This is accomplished through the creation of a PNP Backend and Frontend
pair. The PNP backend acts as a normal PNP driver registering itself
before all other PNP drivers (just like the PCI backend). This allows it
to be first in line to seize devices. By passing a Linux command-line
parameter (pnpback.hide), one can specify which PNP devices to "hide"
from the backend domain (Dom0). To give a PNP device to the frontend,
simply specify which device(s) in the domain's configuration file. The
PNP frontend creates the appropriate PNP device structure in the driver
domain and registers it with the kernel.

I'm publishing these patches on the list as I'd like to get some
feedback on them (although I wouldn't mind if they are found acceptable
now and pulled into xen-unstable). Is this functionality of interest to
the Xen community? Do people have legacy devices that they'd like to
place in the frontend in a more plug-n-play manner over hard-coding the
IRQ and I/O ports in the configuration file? I know there have been
requests before for putting an external modem (serial port) in a driver
domain.

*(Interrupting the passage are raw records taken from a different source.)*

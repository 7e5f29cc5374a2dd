use serde::{Deserialize, Serialize};
use time::OffsetDateTime;
use uuid::Uuid;

use super::repo_types::Account;

/// Request body for registration and login.
#[derive(Debug, Deserialize)]
pub struct CredentialsRequest {
    pub email: String,
    pub password: String,
}

/// Response returned after login.
#[derive(Debug, Serialize)]
pub struct TokenResponse {
    pub token: String,
}

/// Public part of the account returned to the client.
#[derive(Debug, Serialize)]
pub struct PublicAccount {
    pub id: Uuid,
    pub email: String,
    #[serde(with = "time::serde::rfc3339")]
    pub created_at: OffsetDateTime,
}

impl From<Account> for PublicAccount {
    fn from(account: Account) -> Self {
        Self {
            id: account.id,
            email: account.email,
            created_at: account.created_at,
        }
    }
}
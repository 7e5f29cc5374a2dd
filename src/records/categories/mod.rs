pub mod dto;
pub mod handlers;
pub mod repo;
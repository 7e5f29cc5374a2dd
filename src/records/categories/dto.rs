use std::{fmt, str::FromStr};

use serde::{Deserialize, Serialize};
use time::OffsetDateTime;
use uuid::Uuid;

#[derive(Debug, Clone, Copy, Serialize, Deserialize, PartialEq, Eq, Hash)]
#[serde(rename_all = "lowercase")]
pub enum CategoryKind {
    Income,
    Expense,
}

impl CategoryKind {
    pub fn as_str(&self) -> &'static str {
        match self {
            CategoryKind::Income => "income",
            CategoryKind::Expense => "expense",
        }
    }
}

impl fmt::Display for CategoryKind {
    fn fmt(&self, f: &mut fmt::Formatter<'_>) -> fmt::Result {
        f.write_str(self.as_str())
    }
}

impl FromStr for CategoryKind {
    type Err = String;

    fn from_str(s: &str) -> Result<Self, Self::Err> {
        match s {
            "income" => Ok(CategoryKind::Income),
            "expense" => Ok(CategoryKind::Expense),
            other => Err(format!("unknown category type {other:?}")),
        }
    }
}

#[derive(Debug, Clone, Serialize)]
pub struct Category {
    pub id: Uuid,
    #[serde(skip_serializing)]
    pub user_id: Uuid,
    pub name: String,
    #[serde(rename = "type")]
    pub kind: CategoryKind,
    #[serde(with = "time::serde::rfc3339")]
    pub created_at: OffsetDateTime,
}

/// Request body for creating a category. Deliberately has no owner field.
#[derive(Debug, Deserialize)]
pub struct CreateCategoryRequest {
    pub name: String,
    #[serde(rename = "type")]
    pub kind: CategoryKind,
}

#[derive(Debug, Serialize)]
pub struct CategoryList {
    pub data: Vec<Category>,
}
pub mod dto;
pub mod handlers;
pub mod repo;
pub mod services;
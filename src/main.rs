mod app;
mod auth;
mod config;
mod db;
mod error;
mod records;
mod state;
#[cfg(test)]
mod testing;

use crate::state::AppState;

#[tokio::main]
async fn main() -> anyhow::Result<()> {
    dotenvy::dotenv().ok();

    let env_filter = std::env::var("RUST_LOG")
        .unwrap_or_else(|_| "budget_tracker=debug,axum=info,tower_http=info".to_string());
    let json_logs = std::env::var("LOG_FORMAT")
        .map(|v| v == "json")
        .unwrap_or(false);

    if json_logs {
        tracing_subscriber::fmt()
            .with_env_filter(env_filter)
            .with_target(false)
            .json()
            .init();
    } else {
        tracing_subscriber::fmt().with_env_filter(env_filter).init();
    }

    let app_state = AppState::init().await?;

    sqlx::migrate!("./migrations").run(&app_state.db).await?;
    tracing::info!("migrations applied");

    let config = app_state.config.clone();
    let app = app::build_app(app_state);
    app::serve(app, &config).await
}
use crate::state::AppState;
use axum::Router;

pub mod claims;
pub mod dto;
pub mod guard;
pub mod handlers;
pub mod identity;
pub mod jwt;
pub mod password;
pub mod repo;
pub mod repo_types;

pub use identity::VerifiedIdentity;

/// Public routes: registration and login.
pub fn router() -> Router<AppState> {
    handlers::auth_routes()
}
use std::collections::HashMap;

use async_trait::async_trait;
use sqlx::PgPool;

use super::dto::{NewTransaction, Transaction};
use crate::{
    auth::VerifiedIdentity,
    records::{categories::dto::CategoryKind, RecordError},
};

#[async_trait]
pub trait TransactionRepository: Send + Sync + 'static {
    /// Fails with `UnknownCategory` if `category_id` is not one of the tenant's categories.
    async fn create(
        &self,
        tenant: &VerifiedIdentity,
        new: NewTransaction,
    ) -> Result<Transaction, RecordError>;

    /// The tenant's transactions, most recent date first.
    async fn list(&self, tenant: &VerifiedIdentity) -> Result<Vec<Transaction>, RecordError>;

    /// Sum of amounts per category kind. Uncategorised transactions are not counted.
    async fn summary_by_kind(
        &self,
        tenant: &VerifiedIdentity,
    ) -> Result<HashMap<CategoryKind, i64>, RecordError>;
}

pub struct PgTransactionRepository {
    db: PgPool,
}

impl PgTransactionRepository {
    pub fn new(db: PgPool) -> Self {
        Self { db }
    }
}

#[async_trait]
impl TransactionRepository for PgTransactionRepository {
    async fn create(
        &self,
        tenant: &VerifiedIdentity,
        new: NewTransaction,
    ) -> Result<Transaction, RecordError> {
        sqlx::query_as::<_, Transaction>(
            r#"
            INSERT INTO transactions (user_id, amount, description, date, category_id)
            SELECT $1, $2, $3, $4, $5
            WHERE $5::uuid IS NULL
               OR EXISTS (SELECT 1 FROM categories WHERE id = $5 AND user_id = $1)
            RETURNING id, user_id, category_id, NULL::text AS category_name,
                      amount, description, date, created_at
            "#,
        )
        .bind(tenant.account_id())
        .bind(new.amount)
        .bind(&new.description)
        .bind(new.date)
        .bind(new.category_id)
        .fetch_optional(&self.db)
        .await?
        .ok_or(RecordError::UnknownCategory)
    }

    async fn list(&self, tenant: &VerifiedIdentity) -> Result<Vec<Transaction>, RecordError> {
        let rows = sqlx::query_as::<_, Transaction>(
            r#"
            SELECT t.id, t.user_id, t.category_id, c.name AS category_name,
                   t.amount, t.description, t.date, t.created_at
            FROM transactions t
            LEFT JOIN categories c ON c.id = t.category_id AND c.user_id = t.user_id
            WHERE t.user_id = $1
            ORDER BY t.date DESC, t.created_at DESC
            "#,
        )
        .bind(tenant.account_id())
        .fetch_all(&self.db)
        .await?;
        Ok(rows)
    }

    async fn summary_by_kind(
        &self,
        tenant: &VerifiedIdentity,
    ) -> Result<HashMap<CategoryKind, i64>, RecordError> {
        let rows = sqlx::query_as::<_, (String, i64)>(
            r#"
            SELECT c.type, COALESCE(SUM(t.amount), 0)::BIGINT
            FROM transactions t
            JOIN categories c ON c.id = t.category_id AND c.user_id = t.user_id
            WHERE t.user_id = $1
            GROUP BY c.type
            "#,
        )
        .bind(tenant.account_id())
        .fetch_all(&self.db)
        .await?;
        totals_by_kind(rows)
    }
}

fn totals_by_kind(rows: Vec<(String, i64)>) -> Result<HashMap<CategoryKind, i64>, RecordError> {
    rows.into_iter()
        .map(|(kind, total)| {
            let kind = kind.parse().map_err(RecordError::Unavailable)?;
            Ok((kind, total))
        })
        .collect()
}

This patch does it in a more automated way than the previous
method of hard-coding I/O resources in the domain's configuration file
(it will also handle devices with I/O memory resources as there is
currently no option in the domain's configuration file for specifying

There's a bit of overlap in these patches with the code in the PCI
backend, frontend, and the PCI tools and I'm considering some
possibilities to reduce this duplication (i.e. adding some kind of base
physical device code). If time permits, I hope to design, implement, and
submit a solution. But for now, I thought I'd put these out for comment.

To use:

1) Apply the patches to xen-unstable (tested against changeset 9866)
2) Compile the PNP backend (listed under the Xen menu) and the PNP
frontend (listed under "Device Drivers"->"Plug and Play") into your Xen
Linux kernel (while the backend should compile and run as a module, I
recommend you compile it in). You should also compile in (or as modules)
any drivers you need for your devices (like the 8250_pnp module for
serial ports).
3) Compile and install xen, XenLinux, and the xen tools.
4) Add a parameter (pnpback.hide) to your kernel command-line to specify
which devices to seize. Devices can be specified using EisaIDs or PNP
IDs. PNP IDs are Linux's id numbers given to PNP devices. They can be
found in "/sys/bus/pnp/devices/". EisaIDs are specified by PNP
specifications and they indicate the class of hardware for a given
device. The distinction is important: Linux's PNP IDs are unique to a
device while EisaIDs may apply to a group of devices. For example, 00:04
(a Linux PNP ID) may be the serial port in your system. Serial ports
have an EisaID of PNP0500 (or PNP0501). If you specify PNP0500, you will
grab all of your serial ports whereas specifying 00:04 will grab just
one. Your grub.conf file should contain lines like this:

title Xen PNP (kernel 2.6.16)
        root (hd0,3)
        kernel /xen.gz dom0_mem=262144
        module /vmlinuz-2.6.16-xen ro root=/dev/sda1 3
        module /initrd-2.6.16-xen.img

5) In your driver domain's configuration file, add a 'pnp' line
describing all of the devices to give away (specify by PNP ID). It's not
recommended, but you can specify devices by EisaID here also but note
that the EisaID won't match all devices with that ID, just the first one
it finds. For example:

kernel = "/boot/vmlinuz-2.6.16-xen"
extra = "ro 3"
memory = 128
name = "pnp_driver_domain"
disk = ['phy:your_domain_disk/drive,xvda1,w']
root = "/dev/xvda1"
pnp = ['00:08','00:07']

6) Start up your driver domain!

Here are some EisaIDs for common legacy devices:
PNP0500 - Serial Ports
PNP0501 - Newer Serial Ports
PNP0400 - Parallel Port
PNP0401 - ECP Parallel Port

There are some limitations of the PNP backend/frontend:
1) Legacy devices which need a DMA controller (i.e. your floppy disk
drive controller) can not be exported.
2) The data passed by the backend/frontend through XenStore is very
Linux-specific at the moment, a more abstract interface would be
3) Be aware that Xen currently allows overbooking of certain I/O
resources and it's possible that a driver compiled into Dom0 and a
driver in your driver domain may try to use those resources
4) No lazy binding (like the PCI backend driver)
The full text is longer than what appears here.